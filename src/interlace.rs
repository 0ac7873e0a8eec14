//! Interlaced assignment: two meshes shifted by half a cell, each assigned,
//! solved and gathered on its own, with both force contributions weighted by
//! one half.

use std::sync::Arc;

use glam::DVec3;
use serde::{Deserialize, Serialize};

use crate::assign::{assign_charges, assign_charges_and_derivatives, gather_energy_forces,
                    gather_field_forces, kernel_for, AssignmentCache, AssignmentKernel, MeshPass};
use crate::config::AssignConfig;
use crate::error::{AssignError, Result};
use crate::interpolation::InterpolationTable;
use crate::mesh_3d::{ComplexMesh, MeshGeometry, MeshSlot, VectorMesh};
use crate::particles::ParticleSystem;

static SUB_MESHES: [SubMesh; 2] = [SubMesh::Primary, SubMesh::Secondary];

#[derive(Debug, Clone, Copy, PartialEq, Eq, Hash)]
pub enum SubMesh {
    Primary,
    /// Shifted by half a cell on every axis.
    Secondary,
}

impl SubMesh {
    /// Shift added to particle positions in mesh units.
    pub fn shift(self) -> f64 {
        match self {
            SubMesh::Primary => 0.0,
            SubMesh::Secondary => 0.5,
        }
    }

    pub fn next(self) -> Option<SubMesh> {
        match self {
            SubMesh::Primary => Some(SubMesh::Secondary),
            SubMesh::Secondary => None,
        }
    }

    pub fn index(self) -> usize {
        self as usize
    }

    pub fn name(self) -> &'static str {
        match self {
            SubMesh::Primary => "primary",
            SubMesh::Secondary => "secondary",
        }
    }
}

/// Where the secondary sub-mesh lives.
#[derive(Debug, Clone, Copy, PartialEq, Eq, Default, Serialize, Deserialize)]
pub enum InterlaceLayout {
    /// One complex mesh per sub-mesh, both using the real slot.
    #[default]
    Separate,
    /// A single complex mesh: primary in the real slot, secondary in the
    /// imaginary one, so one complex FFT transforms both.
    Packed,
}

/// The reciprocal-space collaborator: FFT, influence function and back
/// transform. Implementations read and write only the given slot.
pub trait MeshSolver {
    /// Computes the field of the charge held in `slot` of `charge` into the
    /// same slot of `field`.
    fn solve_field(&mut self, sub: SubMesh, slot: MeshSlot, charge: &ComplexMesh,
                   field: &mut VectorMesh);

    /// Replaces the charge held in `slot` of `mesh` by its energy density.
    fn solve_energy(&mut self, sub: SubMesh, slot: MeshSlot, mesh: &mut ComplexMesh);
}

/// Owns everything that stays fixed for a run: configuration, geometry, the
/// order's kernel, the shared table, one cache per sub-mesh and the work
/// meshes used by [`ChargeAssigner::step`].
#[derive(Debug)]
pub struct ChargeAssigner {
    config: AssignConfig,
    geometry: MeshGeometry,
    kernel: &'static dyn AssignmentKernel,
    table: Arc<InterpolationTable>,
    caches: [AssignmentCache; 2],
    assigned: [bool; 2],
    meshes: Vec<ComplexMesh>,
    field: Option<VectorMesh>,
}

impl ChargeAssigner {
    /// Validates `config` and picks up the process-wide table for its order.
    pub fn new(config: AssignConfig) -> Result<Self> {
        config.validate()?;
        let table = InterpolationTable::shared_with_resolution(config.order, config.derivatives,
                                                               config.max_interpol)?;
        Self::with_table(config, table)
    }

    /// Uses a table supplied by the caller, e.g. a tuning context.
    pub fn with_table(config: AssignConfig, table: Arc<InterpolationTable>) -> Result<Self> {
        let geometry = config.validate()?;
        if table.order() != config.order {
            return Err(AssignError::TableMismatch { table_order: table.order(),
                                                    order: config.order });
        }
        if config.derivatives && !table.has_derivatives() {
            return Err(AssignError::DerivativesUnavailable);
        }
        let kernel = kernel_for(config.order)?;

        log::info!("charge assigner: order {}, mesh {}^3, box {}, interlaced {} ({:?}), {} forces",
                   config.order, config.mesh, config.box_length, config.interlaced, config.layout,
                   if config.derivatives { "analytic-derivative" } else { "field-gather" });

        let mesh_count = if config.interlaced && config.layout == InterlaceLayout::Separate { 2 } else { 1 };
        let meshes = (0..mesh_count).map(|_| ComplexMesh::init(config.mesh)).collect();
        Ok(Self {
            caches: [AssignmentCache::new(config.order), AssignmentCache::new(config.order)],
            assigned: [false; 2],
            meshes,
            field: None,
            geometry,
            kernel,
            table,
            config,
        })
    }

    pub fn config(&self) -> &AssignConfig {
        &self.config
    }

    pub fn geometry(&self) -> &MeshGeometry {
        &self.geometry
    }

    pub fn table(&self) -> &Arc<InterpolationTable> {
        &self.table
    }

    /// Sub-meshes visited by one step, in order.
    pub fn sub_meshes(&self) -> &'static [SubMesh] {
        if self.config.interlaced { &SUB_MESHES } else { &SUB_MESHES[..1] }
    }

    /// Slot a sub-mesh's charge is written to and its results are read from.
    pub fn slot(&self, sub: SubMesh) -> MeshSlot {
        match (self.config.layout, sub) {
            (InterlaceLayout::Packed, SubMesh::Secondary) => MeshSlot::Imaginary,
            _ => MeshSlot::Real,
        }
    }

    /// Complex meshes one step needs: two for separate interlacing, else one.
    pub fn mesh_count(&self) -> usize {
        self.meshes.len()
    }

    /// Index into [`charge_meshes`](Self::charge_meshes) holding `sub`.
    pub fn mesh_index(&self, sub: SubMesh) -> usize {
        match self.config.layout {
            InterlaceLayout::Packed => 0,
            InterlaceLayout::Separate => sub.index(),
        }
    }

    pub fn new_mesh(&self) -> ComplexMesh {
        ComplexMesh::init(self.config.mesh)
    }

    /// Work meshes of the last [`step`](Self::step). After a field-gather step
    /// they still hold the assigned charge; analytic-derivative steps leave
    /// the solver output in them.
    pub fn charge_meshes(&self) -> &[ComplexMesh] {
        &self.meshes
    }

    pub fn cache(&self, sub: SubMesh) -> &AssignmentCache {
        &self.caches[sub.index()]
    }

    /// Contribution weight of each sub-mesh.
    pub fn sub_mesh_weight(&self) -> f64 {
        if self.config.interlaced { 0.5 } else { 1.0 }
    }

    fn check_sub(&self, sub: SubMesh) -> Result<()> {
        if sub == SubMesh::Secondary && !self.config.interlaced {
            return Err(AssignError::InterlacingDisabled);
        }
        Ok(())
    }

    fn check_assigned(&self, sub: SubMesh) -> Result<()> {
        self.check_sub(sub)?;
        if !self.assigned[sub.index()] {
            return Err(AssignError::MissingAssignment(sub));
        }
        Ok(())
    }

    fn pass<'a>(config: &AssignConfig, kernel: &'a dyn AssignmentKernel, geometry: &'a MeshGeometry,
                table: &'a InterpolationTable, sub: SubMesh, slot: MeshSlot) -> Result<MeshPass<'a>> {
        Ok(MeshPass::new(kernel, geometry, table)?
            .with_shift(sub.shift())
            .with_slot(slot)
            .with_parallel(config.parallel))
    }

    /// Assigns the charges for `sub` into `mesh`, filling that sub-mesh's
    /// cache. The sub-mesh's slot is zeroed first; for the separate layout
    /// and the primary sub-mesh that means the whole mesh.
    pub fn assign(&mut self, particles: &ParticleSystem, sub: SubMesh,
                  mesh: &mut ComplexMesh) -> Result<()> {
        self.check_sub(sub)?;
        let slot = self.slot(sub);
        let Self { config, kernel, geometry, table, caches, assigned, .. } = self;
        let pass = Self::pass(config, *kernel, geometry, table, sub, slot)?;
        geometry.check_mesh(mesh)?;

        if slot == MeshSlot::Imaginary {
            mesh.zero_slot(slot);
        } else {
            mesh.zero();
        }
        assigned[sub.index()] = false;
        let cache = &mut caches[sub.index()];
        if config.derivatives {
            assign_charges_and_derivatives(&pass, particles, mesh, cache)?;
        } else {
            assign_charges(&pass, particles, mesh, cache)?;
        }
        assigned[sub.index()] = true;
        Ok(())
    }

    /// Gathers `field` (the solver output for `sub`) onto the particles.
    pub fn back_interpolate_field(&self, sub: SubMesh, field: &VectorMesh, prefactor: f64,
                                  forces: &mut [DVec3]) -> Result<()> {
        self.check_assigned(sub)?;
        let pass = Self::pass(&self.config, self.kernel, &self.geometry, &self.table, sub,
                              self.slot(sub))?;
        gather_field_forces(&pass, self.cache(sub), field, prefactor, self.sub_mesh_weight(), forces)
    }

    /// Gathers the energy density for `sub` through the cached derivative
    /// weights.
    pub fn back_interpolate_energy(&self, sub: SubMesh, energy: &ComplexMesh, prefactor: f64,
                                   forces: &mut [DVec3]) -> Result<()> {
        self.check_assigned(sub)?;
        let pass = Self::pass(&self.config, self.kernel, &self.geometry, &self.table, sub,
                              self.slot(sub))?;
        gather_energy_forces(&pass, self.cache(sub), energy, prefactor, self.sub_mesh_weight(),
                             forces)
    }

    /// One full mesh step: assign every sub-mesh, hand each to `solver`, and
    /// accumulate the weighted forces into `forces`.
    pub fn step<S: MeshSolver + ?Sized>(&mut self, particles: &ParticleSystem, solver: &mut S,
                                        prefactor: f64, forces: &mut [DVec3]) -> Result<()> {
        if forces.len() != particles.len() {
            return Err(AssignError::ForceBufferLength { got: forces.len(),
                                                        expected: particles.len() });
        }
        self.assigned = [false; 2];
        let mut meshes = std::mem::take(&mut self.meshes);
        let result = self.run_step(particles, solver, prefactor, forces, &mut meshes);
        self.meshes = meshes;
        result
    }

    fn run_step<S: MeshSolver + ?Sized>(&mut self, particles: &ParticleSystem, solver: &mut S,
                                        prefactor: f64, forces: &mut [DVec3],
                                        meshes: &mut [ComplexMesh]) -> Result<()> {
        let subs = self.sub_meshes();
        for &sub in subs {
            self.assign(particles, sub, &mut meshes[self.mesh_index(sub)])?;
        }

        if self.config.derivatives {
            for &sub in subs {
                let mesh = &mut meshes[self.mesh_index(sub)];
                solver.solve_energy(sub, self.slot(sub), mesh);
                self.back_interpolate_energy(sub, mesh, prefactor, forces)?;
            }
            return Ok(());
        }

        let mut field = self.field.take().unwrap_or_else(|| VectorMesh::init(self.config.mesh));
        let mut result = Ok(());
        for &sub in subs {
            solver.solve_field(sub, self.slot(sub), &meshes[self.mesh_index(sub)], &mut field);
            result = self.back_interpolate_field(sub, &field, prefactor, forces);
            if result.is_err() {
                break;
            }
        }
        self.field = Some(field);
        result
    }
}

-.-.-

[What the task asks] Scan the data above for the string "usize". Copy every line in which it appears.

[Task answer]
    pub fn index(self) -> usize {
        self as usize
    pub fn mesh_count(&self) -> usize {
    pub fn mesh_index(&self, sub: SubMesh) -> usize {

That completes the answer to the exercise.